THE OFFER AND WITHDRAWAL RIGHTS WILL EXPIRE AT 12:00 MIDNIGHT, NEW YORK CITY TIME, ON TUESDAY, FEBRUARY 12, 2008, UNLESS THE OFFER IS EXTENDED.
January 15, 2008
To Our Clients:
Enclosed for your consideration are an Offer to Purchase, dated January 15, 2008 (the "Offer to Purchase"), and a related Letter of Transmittal (which, together with the Offer to Purchase and any amendments or supplements thereto, collectively constitute the "Offer") in connection with the offer by Cardinal Integrated, LLC ("Purchaser"), an indirect jointly owned subsidiary of SCSF Equities, LLC ("SCSF") and Sun Capital Partners V, L.P. ("SC Partners V" and, together with Purchaser, SCSF and their affiliates, "Sun Capital"), to purchase all the issued and outstanding shares of common stock, par value $0.01 per share (the "Common Stock"), of Kellwood Company, a Delaware corporation (the "Company"), and the associated Series A Junior Preferred Stock purchase rights (the "Rights," and together with the Common Stock, the "Shares") issued pursuant to the Amended and Restated Rights Agreement, dated as of April 19, 2007, between the Company and American Stock Transfer and Trust Company, as Rights Agent (the "Rights Agreement") for $21.00 per Share, net to the seller in cash (subject to applicable withholding taxes), without interest, upon the terms and subject to the conditions set forth in the Offer to Purchase.
We are (or our nominee is) the holder of record of Shares held for your account.

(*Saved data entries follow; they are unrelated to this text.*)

//! What an engine does when a fetch fails and there is no cached data to fall back to.
//!
//! Different resources want different things here: a product listing can show sample
//! products, a product page wants a not-found state, and store configuration may simply
//! keep quiet. The choice is made per engine.

use crate::error::CacheError;
use crate::key::CacheKey;

/// How subscribers are told about an unrecoverable failure.
#[derive(Debug, Clone, PartialEq)]
pub enum FallbackAction<T> {
    /// Show this data instead, alongside the error.
    Placeholder(T),
    /// Notify subscribers with no data and the error.
    NotFound,
    /// Do not notify anyone. The caller still receives the error.
    Silent,
}

/// Decides the [`FallbackAction`] for a failed fetch with nothing cached.
///
/// Closures of the shape `Fn(&CacheKey, &CacheError) -> FallbackAction<T>` implement it.
pub trait FallbackPolicy<T>: Send + Sync {
    fn on_unrecoverable(&self, key: &CacheKey, error: &CacheError) -> FallbackAction<T>;
}

impl<T, F> FallbackPolicy<T> for F
where
    F: Fn(&CacheKey, &CacheError) -> FallbackAction<T> + Send + Sync,
{
    fn on_unrecoverable(&self, key: &CacheKey, error: &CacheError) -> FallbackAction<T> {
        self(key, error)
    }
}

/// Notify subscribers with an empty, errored update. The default.
#[derive(Debug, Clone, Copy, Default)]
pub struct NotFoundFallback;

impl<T> FallbackPolicy<T> for NotFoundFallback {
    fn on_unrecoverable(&self, _key: &CacheKey, _error: &CacheError) -> FallbackAction<T> {
        FallbackAction::NotFound
    }
}

/// Leave subscribers untouched.
#[derive(Debug, Clone, Copy, Default)]
pub struct SilentFallback;

impl<T> FallbackPolicy<T> for SilentFallback {
    fn on_unrecoverable(&self, _key: &CacheKey, _error: &CacheError) -> FallbackAction<T> {
        FallbackAction::Silent
    }
}

/// Show fixed placeholder data, e.g. a sample product listing.
#[derive(Debug, Clone)]
pub struct PlaceholderFallback<T> {
    data: T,
}

impl<T> PlaceholderFallback<T> {
    pub fn new(data: T) -> Self {
        PlaceholderFallback { data }
    }
}

impl<T> FallbackPolicy<T> for PlaceholderFallback<T>
where
    T: Clone + Send + Sync,
{
    fn on_unrecoverable(&self, key: &CacheKey, error: &CacheError) -> FallbackAction<T> {
        tracing::info!("Serving placeholder data for key={} after: {}", key, error);
        FallbackAction::Placeholder(self.data.clone())
    }
}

A tender of such Shares can be made only by us as the holder of record and pursuant to your instructions. The enclosed Letter of Transmittal is furnished to you for your information only and cannot be used by you to tender Shares held by us for your account.

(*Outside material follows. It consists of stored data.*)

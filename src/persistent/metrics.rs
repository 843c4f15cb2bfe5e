//! Metrics middleware for persistent backends.
//!
//! `MetricsBackend` wraps any [`PersistentBackend`] and emits a metric for every load,
//! save, remove and purge to a user-provided sink.
//!
//! # Example
//!
//! ```ignore
//! let flat = Arc::new(FlatStringStore::new(FlatStoreConfig::default())?);
//! let backend: Arc<dyn PersistentBackend> =
//!     Arc::new(MetricsBackend::new(flat, Arc::new(MyMetricsSink::new())));
//! let store = PersistentStore::new(backend, "products", "1");
//! ```

use async_trait::async_trait;
use std::sync::Arc;
use std::time::Instant;

use crate::error::CacheError;
use crate::persistent::PersistentBackend;

/// Metrics emitted by the MetricsBackend wrapper.
#[derive(Debug, Clone, PartialEq)]
pub enum PersistenceMetric {
    /// Emitted on every load.
    Load {
        key: String,
        /// Whether a record was found.
        hit: bool,
        /// Whether the backend call failed.
        failed: bool,
        latency_ms: f64,
        tier: String,
        namespace: String,
    },
    /// Emitted on every save.
    Save {
        key: String,
        /// Size of the record in bytes.
        bytes: usize,
        /// Whether the save ran into the backend's quota.
        quota_exceeded: bool,
        failed: bool,
        latency_ms: f64,
        tier: String,
        namespace: String,
    },
    /// Emitted on every remove.
    Remove {
        key_count: usize,
        /// First key in the batch (for debugging/identification).
        first_key: Option<String>,
        latency_ms: f64,
        tier: String,
        namespace: String,
    },
    /// Emitted on every purge.
    Purge {
        /// Records dropped, `None` if the purge failed.
        removed: Option<usize>,
        latency_ms: f64,
        tier: String,
        namespace: String,
    },
}

/// Trait for receiving persistence metrics.
///
/// `emit` is called synchronously in the hot path; implementations should buffer.
#[async_trait]
pub trait MetricsSink: Send + Sync {
    fn emit(&self, metric: PersistenceMetric);

    /// Flush any buffered metrics, typically at shutdown or on a timer.
    async fn flush(&self) -> Result<(), Box<dyn std::error::Error + Send + Sync>>;
}

/// A backend wrapper that emits metrics for all operations.
pub struct MetricsBackend {
    inner: Arc<dyn PersistentBackend>,
    sink: Arc<dyn MetricsSink>,
    tier_name: String,
}

impl MetricsBackend {
    pub fn new(inner: Arc<dyn PersistentBackend>, sink: Arc<dyn MetricsSink>) -> Self {
        let tier_name = inner.name().to_string();
        MetricsBackend {
            inner,
            sink,
            tier_name,
        }
    }

    /// Get a reference to the metrics sink.
    pub fn sink(&self) -> &Arc<dyn MetricsSink> {
        &self.sink
    }

    fn elapsed_ms(start: Instant) -> f64 {
        start.elapsed().as_secs_f64() * 1000.0
    }
}

#[async_trait]
impl PersistentBackend for MetricsBackend {
    fn name(&self) -> &'static str {
        self.inner.name()
    }

    async fn load(&self, namespace: &str, key: &str) -> Result<Option<String>, CacheError> {
        let start = Instant::now();
        let result = self.inner.load(namespace, key).await;
        let latency_ms = Self::elapsed_ms(start);

        self.sink.emit(PersistenceMetric::Load {
            key: key.to_string(),
            hit: matches!(result, Ok(Some(_))),
            failed: result.is_err(),
            latency_ms,
            tier: self.tier_name.clone(),
            namespace: namespace.to_string(),
        });

        result
    }

    async fn save(&self, namespace: &str, key: &str, record: String) -> Result<(), CacheError> {
        let bytes = record.len();
        let start = Instant::now();
        let result = self.inner.save(namespace, key, record).await;
        let latency_ms = Self::elapsed_ms(start);

        self.sink.emit(PersistenceMetric::Save {
            key: key.to_string(),
            bytes,
            quota_exceeded: matches!(result, Err(CacheError::QuotaExceeded { .. })),
            failed: result.is_err(),
            latency_ms,
            tier: self.tier_name.clone(),
            namespace: namespace.to_string(),
        });

        result
    }

    async fn remove(&self, namespace: &str, keys: &[&str]) -> Result<(), CacheError> {
        let start = Instant::now();
        let result = self.inner.remove(namespace, keys).await;
        let latency_ms = Self::elapsed_ms(start);

        self.sink.emit(PersistenceMetric::Remove {
            key_count: keys.len(),
            first_key: keys.first().map(|k| k.to_string()),
            latency_ms,
            tier: self.tier_name.clone(),
            namespace: namespace.to_string(),
        });

        result
    }

    async fn purge(&self, namespace: &str) -> Result<usize, CacheError> {
        let start = Instant::now();
        let result = self.inner.purge(namespace).await;
        let latency_ms = Self::elapsed_ms(start);

        self.sink.emit(PersistenceMetric::Purge {
            removed: result.as_ref().ok().copied(),
            latency_ms,
            tier: self.tier_name.clone(),
            namespace: namespace.to_string(),
        });

        result
    }
}

#[cfg(test)]
mod tests {
    use super::*;
    use crate::config::FlatStoreConfig;
    use crate::persistent::FlatStringStore;
    use std::sync::Mutex;

    struct TestSink {
        metrics: Mutex<Vec<PersistenceMetric>>,
    }

    impl TestSink {
        fn new() -> Self {
            TestSink {
                metrics: Mutex::new(Vec::new()),
            }
        }

        fn take_metrics(&self) -> Vec<PersistenceMetric> {
            std::mem::take(&mut *self.metrics.lock().unwrap())
        }
    }

    #[async_trait]
    impl MetricsSink for TestSink {
        fn emit(&self, metric: PersistenceMetric) {
            self.metrics.lock().unwrap().push(metric);
        }

        async fn flush(&self) -> Result<(), Box<dyn std::error::Error + Send + Sync>> {
            Ok(())
        }
    }

    fn flat(max_bytes: usize) -> Arc<dyn PersistentBackend> {
        Arc::new(
            FlatStringStore::new(FlatStoreConfig {
                max_bytes,
                path: None,
            })
            .unwrap(),
        )
    }

    #[tokio::test]
    async fn test_load_miss_and_hit() {
        let sink = Arc::new(TestSink::new());
        let backend = MetricsBackend::new(flat(1024), sink.clone());

        backend.load("products", "k").await.unwrap();
        backend.save("products", "k", "v".to_string()).await.unwrap();
        sink.take_metrics();
        backend.load("products", "k").await.unwrap();

        match &sink.take_metrics()[..] {
            [PersistenceMetric::Load {
                key,
                hit,
                failed,
                tier,
                namespace,
                latency_ms,
            }] => {
                assert_eq!(key, "k");
                assert!(hit);
                assert!(!failed);
                assert_eq!(tier, "flat");
                assert_eq!(namespace, "products");
                assert!(*latency_ms >= 0.0);
            }
            other => panic!("Expected one Load metric, got {:?}", other),
        }
    }

    #[tokio::test]
    async fn test_save_reports_quota_exhaustion() {
        let sink = Arc::new(TestSink::new());
        let backend = MetricsBackend::new(flat(8), sink.clone());

        let result = backend.save("ns", "k", "x".repeat(32)).await;
        assert!(result.is_err());

        match &sink.take_metrics()[..] {
            [PersistenceMetric::Save {
                bytes,
                quota_exceeded,
                failed,
                ..
            }] => {
                assert_eq!(*bytes, 32);
                assert!(quota_exceeded);
                assert!(failed);
            }
            other => panic!("Expected one Save metric, got {:?}", other),
        }
    }

    #[tokio::test]
    async fn test_remove_and_purge_metrics() {
        let sink = Arc::new(TestSink::new());
        let backend = MetricsBackend::new(flat(1024), sink.clone());
        backend.save("ns", "a", "1".to_string()).await.unwrap();
        sink.take_metrics();

        backend.remove("ns", &["a", "b"]).await.unwrap();
        backend.purge("ns").await.unwrap();

        let metrics = sink.take_metrics();
        assert_eq!(metrics.len(), 2);
        assert!(matches!(
            &metrics[0],
            PersistenceMetric::Remove { key_count: 2, first_key: Some(k), .. } if k == "a"
        ));
        assert!(matches!(
            &metrics[1],
            PersistenceMetric::Purge { removed: Some(0), .. }
        ));
    }

    #[tokio::test]
    async fn test_name_is_delegated() {
        let sink = Arc::new(TestSink::new());
        let backend = MetricsBackend::new(flat(16), sink);
        assert_eq!(backend.name(), "flat");
    }
}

We request instructions as to whether you wish to have us tender on your behalf any or all Shares held by us for your account, upon the terms and subject to the conditions set forth in the Offer.
Please note the following:
1. The tender price is $21.00 per Share, net to you in cash (subject to applicable withholding taxes), without interest.
2. The Purchaser intends to amend the Offer to reduce the purchase price to $19.50 per share in the event that the Company proceeds with and closes the cash tender offer for up to $60,000,000 aggregate principal amount of its 7.875% Notes due 2009 that it commenced on January 9, 2008. If such an amendment is made, Purchaser will extend the Offer to the extent required by applicable law.
3. The Offer is being made for all outstanding Shares.
4. The Offer and withdrawal rights will expire at 12:00 Midnight, New York City time, Tuesday, February 12, 2008, unless the Offer is extended.
5. The Offer is conditioned upon, among other things, (i) there having been validly tendered and not withdrawn prior to the expiration of the Offer at least the number of Shares that, when added to the Shares already owned by Sun Capital, shall constitute a majority of the then outstanding Shares on a fully diluted basis (taking into account, without limitation, all Shares issuable upon the exercise of any options, warrants, convertible securities or rights (other than the Rights)), (ii) any applicable waiting period under the Hart-Scott-Rodino Antitrust Improvements Act of 1976, as amended, having expired or been terminated prior to the expiration of the Offer, (iii) Purchaser being satisfied, in its sole discretion, that the Company's Board of Directors has redeemed the Rights or that the Rights have been invalidated or are otherwise inapplicable to the Offer and the Merger (as defined in the Offer to Purchase), (iv) Purchaser being satisfied, in its sole discretion, that the Offer and the Merger have been approved for purposes of Article Sixteenth of the Company's Restated Certificate of Incorporation ("Article Sixteenth"), or that the provisions of Article Sixteenth are otherwise inapplicable to the Offer and the Merger, and (v) Purchaser being satisfied, in its sole discretion, that Section 203 of the Delaware General Corporation Law is inapplicable to the Offer and the Merger. The Offer is also subject to certain other conditions contained in the Offer to Purchase.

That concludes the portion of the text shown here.